* **DATA IN THIS EXERCISE**

--

//! HSL representation on a 0..=100 integer scale
//!
//! All three components (hue included) are expressed as rounded
//! percentages, so a hue of 100 is the same angle as a hue of 0.

/// Hue, saturation and lightness, each rounded into `0..=100`.
#[derive(Debug, Clone, Copy, PartialEq, Eq, Hash, Default)]
pub struct Hsl {
    /// Hue as a fraction of the full turn (0..=100)
    pub h: u8,
    /// Saturation (0..=100)
    pub s: u8,
    /// Lightness (0..=100)
    pub l: u8,
}

impl Hsl {
    #[inline]
    pub fn new(h: u8, s: u8, l: u8) -> Self {
        Self { h, s, l }
    }

    /// Convert 8-bit sRGB channels to HSL.
    ///
    /// When two channels tie for the maximum, hue is taken from the first
    /// of red, green, blue that holds it.
    ///
    /// # Example
    /// ```
    /// use color_tally::Hsl;
    /// assert_eq!(Hsl::from_rgb(255, 0, 0), Hsl::new(0, 100, 50));
    /// assert_eq!(Hsl::from_rgb(255, 255, 255), Hsl::new(0, 0, 100));
    /// ```
    pub fn from_rgb(r: u8, g: u8, b: u8) -> Self {
        let r = r as f64 / 255.0;
        let g = g as f64 / 255.0;
        let b = b as f64 / 255.0;

        let max = r.max(g).max(b);
        let min = r.min(g).min(b);
        let lightness = (max + min) / 2.0;

        if max == min {
            // achromatic
            return Self::new(0, 0, to_percent(lightness));
        }

        let deviation = max - min;
        let saturation = if lightness > 0.5 {
            deviation / (2.0 - max - min)
        } else {
            deviation / (max + min)
        };

        let sector = if max == r {
            let wrap = if g < b { 6.0 } else { 0.0 };
            (g - b) / deviation + wrap
        } else if max == g {
            (b - r) / deviation + 2.0
        } else {
            (r - g) / deviation + 4.0
        };
        let hue = sector / 6.0;

        Self::new(
            to_percent(hue),
            to_percent(saturation),
            to_percent(lightness),
        )
    }

    /// Components as `[h, s, l]`.
    #[inline]
    pub fn to_array(self) -> [u8; 3] {
        [self.h, self.s, self.l]
    }
}

/// Scale a unit value to a percentage, rounding halves up.
#[inline]
fn to_percent(value: f64) -> u8 {
    (value * 100.0 + 0.5).floor().clamp(0.0, 100.0) as u8
}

--

* **TRY IT**
Once you have read the records, repeat them all exactly.

* **THE COMPLETED TASK**
//! HSL representation on a 0..=100 integer scale
//!
//! All three components (hue included) are expressed as rounded
//! percentages, so a hue of 100 is the same angle as a hue of 0.

/// Hue, saturation and lightness, each rounded into `0..=100`.
#[derive(Debug, Clone, Copy, PartialEq, Eq, Hash, Default)]
pub struct Hsl {
    /// Hue as a fraction of the full turn (0..=100)
    pub h: u8,
    /// Saturation (0..=100)
    pub s: u8,
    /// Lightness (0..=100)
    pub l: u8,
}

impl Hsl {
    #[inline]
    pub fn new(h: u8, s: u8, l: u8) -> Self {
        Self { h, s, l }
    }

    /// Convert 8-bit sRGB channels to HSL.
    ///
    /// When two channels tie for the maximum, hue is taken from the first
    /// of red, green, blue that holds it.
    ///
    /// # Example
    /// ```
    /// use color_tally::Hsl;
    /// assert_eq!(Hsl::from_rgb(255, 0, 0), Hsl::new(0, 100, 50));
    /// assert_eq!(Hsl::from_rgb(255, 255, 255), Hsl::new(0, 0, 100));
    /// ```
    pub fn from_rgb(r: u8, g: u8, b: u8) -> Self {
        let r = r as f64 / 255.0;
        let g = g as f64 / 255.0;
        let b = b as f64 / 255.0;

        let max = r.max(g).max(b);
        let min = r.min(g).min(b);
        let lightness = (max + min) / 2.0;

        if max == min {
            // achromatic
            return Self::new(0, 0, to_percent(lightness));
        }

        let deviation = max - min;
        let saturation = if lightness > 0.5 {
            deviation / (2.0 - max - min)
        } else {
            deviation / (max + min)
        };

        let sector = if max == r {
            let wrap = if g < b { 6.0 } else { 0.0 };
            (g - b) / deviation + wrap
        } else if max == g {
            (b - r) / deviation + 2.0
        } else {
            (r - g) / deviation + 4.0
        };
        let hue = sector / 6.0;

        Self::new(
            to_percent(hue),
            to_percent(saturation),
            to_percent(lightness),
        )
    }

    /// Components as `[h, s, l]`.
    #[inline]
    pub fn to_array(self) -> [u8; 3] {
        [self.h, self.s, self.l]
    }
}

/// Scale a unit value to a percentage, rounding halves up.
#[inline]
fn to_percent(value: f64) -> u8 {
    (value * 100.0 + 0.5).floor().clamp(0.0, 100.0) as u8
}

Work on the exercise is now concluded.